The mNGS technique also has limitations. For instance, for a culture-positive T. marneffei BALF sample, the pathogen was not detected by mNGS. The reasons may be that T. marneffei is an intracellular fungus that releases little extracellular nucleic acid due to its intracellular growth characteristics and difficulty breaking through the cell wall during nucleic acid extraction. Therefore, the interpretation of mNGS results should receive sufficient attention. Combining mNGS with clinical manifestations, blood tests, and imaging examinations of patients is more scientific and appropriate for diagnosing T. marneffei infection if a low fungal load in the sample is reported.
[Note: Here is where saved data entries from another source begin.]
//! recordgen
//!
//! Umbrella crate tying the schema model and the compiler together:
//!
//! - re-exports of the schema and compiler types,
//! - parsing helpers for the `{ "apps": [...] }` JSON envelopes, and
//! - [`generate`], the one-shot call producing the full artifact pair.

pub use recordgen_compiler::{
    compile_service, compile_types, order, order_strict, verify_definitions, CompileError,
    ServiceOptions,
};
pub use recordgen_schema::{
    Batch, Definition, FieldKind, FieldSpec, MaterializationContext, MaterializedBatch,
    MaterializedDefinition, MaterializedField,
};

/// The complete output of one generation run: both documents plus the names
/// of the definitions they cover. Regenerated wholesale on every run, never
/// patched in place.
#[derive(Debug, Clone, PartialEq)]
pub struct GeneratedArtifact {
    pub types:   String,
    pub service: String,
    pub covered: Vec<String>,
}

/// Parse the `{ "apps": [...] }` definition envelope.
pub fn parse_definitions(json: &str) -> Result<Vec<Definition>, CompileError> {
    let batch: Batch = serde_json::from_str(json)?;
    Ok(batch.apps)
}

/// Parse the `{ "apps": [...] }` materialized metadata envelope.
pub fn parse_materialized(json: &str) -> Result<Vec<MaterializedDefinition>, CompileError> {
    let batch: MaterializedBatch = serde_json::from_str(json)?;
    Ok(batch.apps)
}

/// Compile both generated documents from one materialized batch.
///
/// Either both documents are produced or the error surfaces before any
/// output exists; there is no partial artifact.
pub fn generate(
    batch: &[MaterializedDefinition],
    options: &ServiceOptions,
) -> Result<GeneratedArtifact, CompileError> {
    let types = compile_types(batch)?;
    let service = compile_service(batch, options)?;
    Ok(GeneratedArtifact {
        types,
        service,
        covered: batch.iter().map(|def| def.name.clone()).collect(),
    })
}

pub mod error {
    pub use recordgen_compiler::error::CompileError;
}

pub mod schema {
    pub use recordgen_schema::*;
}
Overall, our study has several limitations that should be considered. This was a retrospective analysis of data from a single institution with relatively few patients. Second, no further analysis was conducted on individuals with different immune statuses, especially in terms of infection characteristics and diagnostic efficiency of mNGS, between the HIV-infected group and the HIV-negative group. In addition, it is necessary to include more samples from special affected sites, such as CSF, bone, muscle and intestinal specimens, to accurately evaluate the diagnostic efficacy of mNGS on various types of samples. Nevertheless, this study may provide a valuable reference for the diagnosis of T. marneffei infection. In future research, prospective multicenter studies with larger sample sizes may provide additional information to evaluate the diagnostic efficacy of mNGS for patients with talaromycosis.

Conclusion

Our study demonstrates that mNGS is a potential tool for the rapid diagnosis of talaromycosis in HIV-negative patients. BMLF, lymph node and infectious skin lesion samples may be good options for mNGS and microbial culture to help in the early identification of T. marneffei in HIV-negative individuals.